**TASK TO CARRY OUT:** From top to bottom, reproduce the listing without a single change.

**THE INPUT:**

--- START ---

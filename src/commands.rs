//! Command line: render the home screen, launch an app, or edit the selection.

use crate::panels;
use crate::services::apps::{self, SharedEngine};
use capy_home::home::{CAP_REACHED_MESSAGE, rename_prefill};
use capy_home::{Change, IgnoreReason};
use clap::{Parser, Subcommand, ValueEnum};
use log::info;

#[derive(Parser)]
#[command(
    name = "capy-launcher",
    about = "Minimal home screen for Linux desktops",
    args_conflicts_with_subcommands = true
)]
pub struct Cli {
    /// 1-based home position of the app to launch
    pub position: Option<usize>,

    #[command(subcommand)]
    pub command: Option<Commands>,
}

#[derive(Subcommand)]
pub enum Commands {
    /// Show the selection and every installed app
    Settings,
    /// Add an app to the home screen, or remove it
    Toggle { package_id: String },
    /// Move a selected app one place
    Move {
        /// 1-based position in the selection
        position: usize,
        direction: Direction,
    },
    /// Set a custom name, or print the current one when NAME is omitted.
    /// An empty name restores the app's own label.
    Rename {
        package_id: String,
        name: Option<String>,
    },
}

#[derive(Clone, Copy, ValueEnum)]
pub enum Direction {
    Up,
    Down,
}

/// Run a settings command against a loaded engine and return what to print.
pub fn run(engine: &SharedEngine, command: Commands) -> String {
    let mut engine = apps::lock(engine);

    let change = match command {
        Commands::Settings => Change::Applied,
        Commands::Toggle { package_id } => engine.toggle_selection(&package_id),
        Commands::Move {
            position,
            direction,
        } => match (position.checked_sub(1), direction) {
            (Some(index), Direction::Up) => engine.move_up(index),
            (Some(index), Direction::Down) => engine.move_down(index),
            (None, _) => Change::Ignored(IgnoreReason::IndexOutOfRange),
        },
        Commands::Rename {
            package_id,
            name: None,
        } => {
            return match engine.find(&package_id) {
                Some(app) => format!("{}\n", rename_prefill(app)),
                None => {
                    info!("No installed app {}", package_id);
                    String::new()
                }
            };
        }
        Commands::Rename {
            package_id,
            name: Some(name),
        } => engine.rename(&package_id, &name),
    };

    let mut out = String::new();
    match change {
        Change::Applied => {}
        Change::Ignored(IgnoreReason::SelectionFull) => {
            out.push_str(CAP_REACHED_MESSAGE);
            out.push_str("\n\n");
        }
        Change::Ignored(reason) => info!("Nothing changed: {:?}", reason),
    }
    out.push_str(&panels::settings::render(
        engine.selected_view(),
        engine.catalog_view(),
    ));
    out
}
//! Notification presence service.
//!
//! Owns the presence tracker and its listener thread. Desktop hosts expose no
//! active-notification query, so the tracker runs on `UnavailableSource` and
//! stays empty until a host source is plugged in.

use crate::event_bus::{self, HomeEvent};
use capy_notify::{NotificationEvent, PresenceTracker, UnavailableSource};
use log::debug;
use std::sync::Arc;

pub struct NotificationService {
    pub tracker: Arc<PresenceTracker>,
    listener: crossbeam_channel::Sender<NotificationEvent>,
}

impl NotificationService {
    /// Revoke tracking; the listener thread clears the set.
    pub fn stop(&self) {
        if self
            .listener
            .send(NotificationEvent::AccessChanged(false))
            .is_err()
        {
            debug!("Notification listener already gone");
        }
    }
}

/// Start the tracker, its listener thread and the bus forwarder.
/// Must be called from within a tokio runtime.
pub fn start() -> NotificationService {
    let tracker = Arc::new(PresenceTracker::new(Arc::new(UnavailableSource)));
    let (tx, rx) = crossbeam_channel::unbounded();
    tracker.spawn_listener(rx);

    let mut changes = tracker.subscribe();
    tokio::spawn(async move {
        while changes.changed().await.is_ok() {
            let active = changes.borrow_and_update().clone();
            event_bus::send(HomeEvent::Notifications(active));
        }
    });

    tracker.start();

    NotificationService {
        tracker,
        listener: tx,
    }
}
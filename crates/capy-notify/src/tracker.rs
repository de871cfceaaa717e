//! Presence tracker implementation

use crate::source::NotificationSource;
use log::{debug, info};
use std::collections::HashSet;
use std::sync::Arc;
use std::sync::atomic::{AtomicBool, Ordering};
use std::thread::{self, JoinHandle};
use tokio::sync::watch;

/// Events delivered by the host's notification listener.
#[derive(Clone, Debug, PartialEq, Eq)]
pub enum NotificationEvent {
    /// A notification was posted by the given package.
    Posted(String),
    /// A notification of the given package was removed.
    Removed(String),
    /// The user granted (true) or revoked (false) notification access.
    AccessChanged(bool),
}

/// Tracks which packages have active notifications.
///
/// The set is empty until `start` succeeds and after `stop`.
pub struct PresenceTracker {
    source: Arc<dyn NotificationSource>,
    running: AtomicBool,
    active: watch::Sender<HashSet<String>>,
}

impl PresenceTracker {
    pub fn new(source: Arc<dyn NotificationSource>) -> Self {
        let (active, _) = watch::channel(HashSet::new());

        Self {
            source,
            running: AtomicBool::new(false),
            active,
        }
    }

    /// Start tracking if access is granted. Returns whether tracking runs.
    pub fn start(&self) -> bool {
        if !self.source.is_access_granted() {
            info!("Notification access not granted, presence tracking disabled");
            self.running.store(false, Ordering::SeqCst);
            self.publish(HashSet::new());
            return false;
        }

        info!("Starting notification presence tracking...");
        self.running.store(true, Ordering::SeqCst);
        self.refresh();
        true
    }

    /// Stop tracking and forget the current set.
    pub fn stop(&self) {
        if self.running.swap(false, Ordering::SeqCst) {
            info!("Notification presence tracking stopped");
        }
        self.publish(HashSet::new());
    }

    pub fn is_running(&self) -> bool {
        self.running.load(Ordering::SeqCst)
    }

    pub fn on_posted(&self, package_id: &str) {
        debug!("Notification posted by {}", package_id);
        self.refresh();
    }

    pub fn on_removed(&self, package_id: &str) {
        debug!("Notification removed for {}", package_id);
        self.refresh();
    }

    /// Apply one listener event.
    pub fn handle_event(&self, event: NotificationEvent) {
        match event {
            NotificationEvent::Posted(id) => self.on_posted(&id),
            NotificationEvent::Removed(id) => self.on_removed(&id),
            NotificationEvent::AccessChanged(true) => {
                self.start();
            }
            NotificationEvent::AccessChanged(false) => self.stop(),
        }
    }

    /// Current set of packages with notifications.
    pub fn snapshot(&self) -> HashSet<String> {
        self.active.borrow().clone()
    }

    pub fn has_notification(&self, package_id: &str) -> bool {
        self.active.borrow().contains(package_id)
    }

    /// Subscribe to set changes. Receivers only wake when the set differs.
    pub fn subscribe(&self) -> watch::Receiver<HashSet<String>> {
        self.active.subscribe()
    }

    /// Drive the tracker from a listener channel on a background thread.
    /// The thread exits when every sender is dropped.
    pub fn spawn_listener(
        self: &Arc<Self>,
        events: crossbeam_channel::Receiver<NotificationEvent>,
    ) -> JoinHandle<()> {
        let tracker = Arc::clone(self);

        thread::spawn(move || {
            for event in events.iter() {
                tracker.handle_event(event);
            }
            debug!("Notification listener channel closed");
        })
    }

    /// Re-derive the full set from the source.
    /// Source errors keep the last known set.
    fn refresh(&self) {
        if !self.is_running() {
            return;
        }

        match self.source.active_notifications() {
            Ok(list) => {
                let packages = list.into_iter().map(|n| n.package_id).collect();
                self.publish(packages);
            }
            Err(e) => debug!("Keeping last notification set: {}", e),
        }
    }

    fn publish(&self, packages: HashSet<String>) {
        self.active.send_if_modified(|current| {
            if *current == packages {
                return false;
            }
            *current = packages;
            true
        });
    }
}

--- END ---

**ANSWER:**
filename src/commands.rs
//! Command line: render the home screen, launch an app, or edit the selection.

use crate::panels;
use crate::services::apps::{self, SharedEngine};
use capy_home::home::{CAP_REACHED_MESSAGE, rename_prefill};
use capy_home::{Change, IgnoreReason};
use clap::{Parser, Subcommand, ValueEnum};
use log::info;

#[derive(Parser)]
#[command(
    name = "capy-launcher",
    about = "Minimal home screen for Linux desktops",
    args_conflicts_with_subcommands = true
)]
pub struct Cli {
    /// 1-based home position of the app to launch
    pub position: Option<usize>,

    #[command(subcommand)]
    pub command: Option<Commands>,
}

#[derive(Subcommand)]
pub enum Commands {
    /// Show the selection and every installed app
    Settings,
    /// Add an app to the home screen, or remove it
    Toggle { package_id: String },
    /// Move a selected app one place
    Move {
        /// 1-based position in the selection
        position: usize,
        direction: Direction,
    },
    /// Set a custom name, or print the current one when NAME is omitted.
    /// An empty name restores the app's own label.
    Rename {
        package_id: String,
        name: Option<String>,
    },
}

#[derive(Clone, Copy, ValueEnum)]
pub enum Direction {
    Up,
    Down,
}

/// Run a settings command against a loaded engine and return what to print.
pub fn run(engine: &SharedEngine, command: Commands) -> String {
    let mut engine = apps::lock(engine);

    let change = match command {
        Commands::Settings => Change::Applied,
        Commands::Toggle { package_id } => engine.toggle_selection(&package_id),
        Commands::Move {
            position,
            direction,
        } => match (position.checked_sub(1), direction) {
            (Some(index), Direction::Up) => engine.move_up(index),
            (Some(index), Direction::Down) => engine.move_down(index),
            (None, _) => Change::Ignored(IgnoreReason::IndexOutOfRange),
        },
        Commands::Rename {
            package_id,
            name: None,
        } => {
            return match engine.find(&package_id) {
                Some(app) => format!("{}\n", rename_prefill(app)),
                None => {
                    info!("No installed app {}", package_id);
                    String::new()
                }
            };
        }
        Commands::Rename {
            package_id,
            name: Some(name),
        } => engine.rename(&package_id, &name),
    };

    let mut out = String::new();
    match change {
        Change::Applied => {}
        Change::Ignored(IgnoreReason::SelectionFull) => {
            out.push_str(CAP_REACHED_MESSAGE);
            out.push_str("\n\n");
        }
        Change::Ignored(reason) => info!("Nothing changed: {:?}", reason),
    }
    out.push_str(&panels::settings::render(
        engine.selected_view(),
        engine.catalog_view(),
    ));
    out
}
//! Notification presence service.
//!
//! Owns the presence tracker and its listener thread. Desktop hosts expose no
//! active-notification query, so the tracker runs on `UnavailableSource` and
//! stays empty until a host source is plugged in.

use crate::event_bus::{self, HomeEvent};
use capy_notify::{NotificationEvent, PresenceTracker, UnavailableSource};
use log::debug;
use std::sync::Arc;

pub struct NotificationService {
    pub tracker: Arc<PresenceTracker>,
    listener: crossbeam_channel::Sender<NotificationEvent>,
}

impl NotificationService {
    /// Revoke tracking; the listener thread clears the set.
    pub fn stop(&self) {
        if self
            .listener
            .send(NotificationEvent::AccessChanged(false))
            .is_err()
        {
            debug!("Notification listener already gone");
        }
    }
}

/// Start the tracker, its listener thread and the bus forwarder.
/// Must be called from within a tokio runtime.
pub fn start() -> NotificationService {
    let tracker = Arc::new(PresenceTracker::new(Arc::new(UnavailableSource)));
    let (tx, rx) = crossbeam_channel::unbounded();
    tracker.spawn_listener(rx);

    let mut changes = tracker.subscribe();
    tokio::spawn(async move {
        while changes.changed().await.is_ok() {
            let active = changes.borrow_and_update().clone();
            event_bus::send(HomeEvent::Notifications(active));
        }
    });

    tracker.start();

    NotificationService {
        tracker,
        listener: tx,
    }
}
filename crates/capy-notify/src/tracker.rs
repository de871cfceaaa717e
//! Presence tracker implementation

use crate::source::NotificationSource;
use log::{debug, info};
use std::collections::HashSet;
use std::sync::Arc;
use std::sync::atomic::{AtomicBool, Ordering};
use std::thread::{self, JoinHandle};
use tokio::sync::watch;

/// Events delivered by the host's notification listener.
#[derive(Clone, Debug, PartialEq, Eq)]
pub enum NotificationEvent {
    /// A notification was posted by the given package.
    Posted(String),
    /// A notification of the given package was removed.
    Removed(String),
    /// The user granted (true) or revoked (false) notification access.
    AccessChanged(bool),
}

/// Tracks which packages have active notifications.
///
/// The set is empty until `start` succeeds and after `stop`.
pub struct PresenceTracker {
    source: Arc<dyn NotificationSource>,
    running: AtomicBool,
    active: watch::Sender<HashSet<String>>,
}

impl PresenceTracker {
    pub fn new(source: Arc<dyn NotificationSource>) -> Self {
        let (active, _) = watch::channel(HashSet::new());

        Self {
            source,
            running: AtomicBool::new(false),
            active,
        }
    }

    /// Start tracking if access is granted. Returns whether tracking runs.
    pub fn start(&self) -> bool {
        if !self.source.is_access_granted() {
            info!("Notification access not granted, presence tracking disabled");
            self.running.store(false, Ordering::SeqCst);
            self.publish(HashSet::new());
            return false;
        }

        info!("Starting notification presence tracking...");
        self.running.store(true, Ordering::SeqCst);
        self.refresh();
        true
    }

    /// Stop tracking and forget the current set.
    pub fn stop(&self) {
        if self.running.swap(false, Ordering::SeqCst) {
            info!("Notification presence tracking stopped");
        }
        self.publish(HashSet::new());
    }

    pub fn is_running(&self) -> bool {
        self.running.load(Ordering::SeqCst)
    }

    pub fn on_posted(&self, package_id: &str) {
        debug!("Notification posted by {}", package_id);
        self.refresh();
    }

    pub fn on_removed(&self, package_id: &str) {
        debug!("Notification removed for {}", package_id);
        self.refresh();
    }

    /// Apply one listener event.
    pub fn handle_event(&self, event: NotificationEvent) {
        match event {
            NotificationEvent::Posted(id) => self.on_posted(&id),
            NotificationEvent::Removed(id) => self.on_removed(&id),
            NotificationEvent::AccessChanged(true) => {
                self.start();
            }
            NotificationEvent::AccessChanged(false) => self.stop(),
        }
    }

    /// Current set of packages with notifications.
    pub fn snapshot(&self) -> HashSet<String> {
        self.active.borrow().clone()
    }

    pub fn has_notification(&self, package_id: &str) -> bool {
        self.active.borrow().contains(package_id)
    }

    /// Subscribe to set changes. Receivers only wake when the set differs.
    pub fn subscribe(&self) -> watch::Receiver<HashSet<String>> {
        self.active.subscribe()
    }

    /// Drive the tracker from a listener channel on a background thread.
    /// The thread exits when every sender is dropped.
    pub fn spawn_listener(
        self: &Arc<Self>,
        events: crossbeam_channel::Receiver<NotificationEvent>,
    ) -> JoinHandle<()> {
        let tracker = Arc::clone(self);

        thread::spawn(move || {
            for event in events.iter() {
                tracker.handle_event(event);
            }
            debug!("Notification listener channel closed");
        })
    }

    /// Re-derive the full set from the source.
    /// Source errors keep the last known set.
    fn refresh(&self) {
        if !self.is_running() {
            return;
        }

        match self.source.active_notifications() {
            Ok(list) => {
                let packages = list.into_iter().map(|n| n.package_id).collect();
                self.publish(packages);
            }
            Err(e) => debug!("Keeping last notification set: {}", e),
        }
    }

    fn publish(&self, packages: HashSet<String>) {
        self.active.send_if_modified(|current| {
            if *current == packages {
                return false;
            }
            *current = packages;
            true
        });
    }
}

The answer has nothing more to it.